One thing is even clearer: it is not a pressing national security issue and should not have been the focus of the Director’s remarks or of the press coverage given to them.
So why so much attention given to the subject? Is this not public fear-manipulation via threat distortion? Was it the Director who was playing this game or was it the media doing so in their coverage of her remarks? Again, I was not there and only saw the coverage, but either way someone IS playing games when it comes to national threat assessments.
There is one more oddity about the mention of NZ “jihadi brides.” Western women who have travelled to join Daesh are known to be more likely than male foreign fighters to try and maintain contact with their families and/or friends back at home. They are known to be more likely than men to use social media applications as well as cell phones to communicate from Daesh-controlled territory (which speaks to the strategic, tactical and technological limitations of Daesh). This makes them a highly exploitable resource for intelligence agencies seeking to establish their locations, track their movements and those of their associates as well as get a sense of life under Daesh.
So why on earth would the Director jeopardize the ability of the SIS and GCSB to do so by publicly outing the fact that these women are being “monitored” as much as possible?

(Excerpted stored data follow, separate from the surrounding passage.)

//! Runtime configuration file parsing.

use std::fs;
use std::path::Path;

use crate::runner::ds::error::RuntimeError;
use crate::runner::ds::heap::HeapConfig;
use crate::runner::logging::{self, LogFormat, LogLevel, LogOptions};

/// Settings a [`Runtime`](crate::runner::api::Runtime) is built from.
#[derive(Debug, Clone, PartialEq)]
pub struct RuntimeConfig {
    /// Name of the root class every class descends from.
    pub root_class_name: String,
    pub heap: HeapConfig,
    /// Whether plain call sites bind a prefix when given too few arguments.
    pub implicit_partial: bool,
    pub log: LogOptions,
}

impl RuntimeConfig {
    pub fn new() -> Self {
        RuntimeConfig {
            root_class_name: "Object".to_string(),
            heap: HeapConfig::default(),
            implicit_partial: true,
            log: LogOptions::default(),
        }
    }

    pub fn with_max_instances(mut self, limit: usize) -> Self {
        self.heap = HeapConfig::with_limit(limit);
        self
    }

    pub fn with_implicit_partial(mut self, enabled: bool) -> Self {
        self.implicit_partial = enabled;
        self
    }

    /// The `[logging]` section with `NOVA_LOG_LEVEL` / `NOVA_LOG_FORMAT` applied.
    pub fn effective_log_options(&self) -> LogOptions {
        self.log.with_env_overrides()
    }

    /// Install the process-wide subscriber from [`RuntimeConfig::effective_log_options`].
    pub fn init_logging(&self) {
        logging::init_logging(&self.effective_log_options());
    }

    /// Load configuration from a TOML file.
    ///
    /// Expected format:
    /// ```toml
    /// [runtime]
    /// root_class = "Object"
    /// max_instances = 100000
    /// implicit_partial = true
    ///
    /// [logging]
    /// level = "debug"
    /// format = "json"
    /// ```
    pub fn load(path: &Path) -> Result<Self, RuntimeError> {
        let content = fs::read_to_string(path)
            .map_err(|e| RuntimeError::ConfigError(format!("failed to read {}: {}", path.display(), e)))?;
        Self::parse(&content)
    }

    /// Parse the line-oriented subset of TOML shown in [`RuntimeConfig::load`].
    pub fn parse(content: &str) -> Result<Self, RuntimeError> {
        let mut config = RuntimeConfig::new();
        let mut section = String::new();

        for (index, raw) in content.lines().enumerate() {
            let line = strip_comment(raw).trim();
            if line.is_empty() {
                continue;
            }

            if line.starts_with('[') && line.ends_with(']') {
                section = line[1..line.len() - 1].trim().to_string();
                continue;
            }

            let (key, value) = Self::parse_entry(line).ok_or_else(|| {
                RuntimeError::ConfigError(format!("line {}: expected `key = value`", index + 1))
            })?;

            match (section.as_str(), key) {
                ("runtime", "root_class") => {
                    if value.is_empty() {
                        return Err(RuntimeError::ConfigError(format!(
                            "line {}: root_class must not be empty",
                            index + 1
                        )));
                    }
                    config.root_class_name = value.to_string();
                }
                ("runtime", "max_instances") => {
                    let limit = value.parse::<usize>().map_err(|_| {
                        RuntimeError::ConfigError(format!(
                            "line {}: max_instances must be a non-negative integer",
                            index + 1
                        ))
                    })?;
                    config.heap = HeapConfig::with_limit(limit);
                }
                ("runtime", "implicit_partial") => {
                    config.implicit_partial = parse_bool(value).ok_or_else(|| {
                        RuntimeError::ConfigError(format!(
                            "line {}: implicit_partial must be true or false",
                            index + 1
                        ))
                    })?;
                }
                ("logging", "level") => {
                    config.log.level = LogLevel::parse(value).ok_or_else(|| {
                        RuntimeError::ConfigError(format!("line {}: unknown log level '{}'", index + 1, value))
                    })?;
                }
                ("logging", "format") => {
                    config.log.format = LogFormat::parse(value).ok_or_else(|| {
                        RuntimeError::ConfigError(format!("line {}: unknown log format '{}'", index + 1, value))
                    })?;
                }
                // Unknown keys are ignored so newer files still load.
                _ => {}
            }
        }

        Ok(config)
    }

    /// Split `key = value`, dropping quotes around the value.
    fn parse_entry(line: &str) -> Option<(&str, &str)> {
        let mut parts = line.splitn(2, '=');
        let key = parts.next()?.trim();
        let value = parts.next()?.trim().trim_matches('"');
        if key.is_empty() {
            return None;
        }
        Some((key, value))
    }
}

impl Default for RuntimeConfig {
    fn default() -> Self {
        Self::new()
    }
}

fn strip_comment(line: &str) -> &str {
    let mut in_string = false;
    for (i, c) in line.char_indices() {
        match c {
            '"' => in_string = !in_string,
            '#' if !in_string => return &line[..i],
            _ => {}
        }
    }
    line
}

fn parse_bool(value: &str) -> Option<bool> {
    match value {
        "true" => Some(true),
        "false" => Some(false),
        _ => None,
    }
}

This is especially perplexing given that these women are undoubtably included in the 30-40 people that the Director and PM have already said are being watched because of their Daesh sympathies, so there was no compelling reason to provide a gender breakdown of the approximately one in four who are female and who may have decided to travel in order to join Daesh.
A cynic would say that the comments by both Director Kitteridge and Acting GCSB Director Una Jagose were designed to prepare public sentiment for forthcoming security legislation allowing more intrusive powers of surveillance. The PM has now repeated his concerns about the “dark web” and spoken of the problems of decoding encrypted terrorist communications. So perhaps the stage is being set for that.
We must remember that the technologies involved in encryption and decryption, including the temporary “snapshot” encrypted communications that Western security authorities claim that terrorists are now using, all originate from military and intelligence agencies themselves. Thus the cycle of encryption/decryption, much like the previous cycles of code-making and code-breaking, has been well in progress for some time and will continue to be so for the foreseeable future. In this cycle it is security agencies who have the lead, not private sector application manufacturers.
In any event, jihadi brides are unlikely to be at the leading edge of this cycle so using them, however obliquely, as the foil for extending communications security legislation is a bridge too far.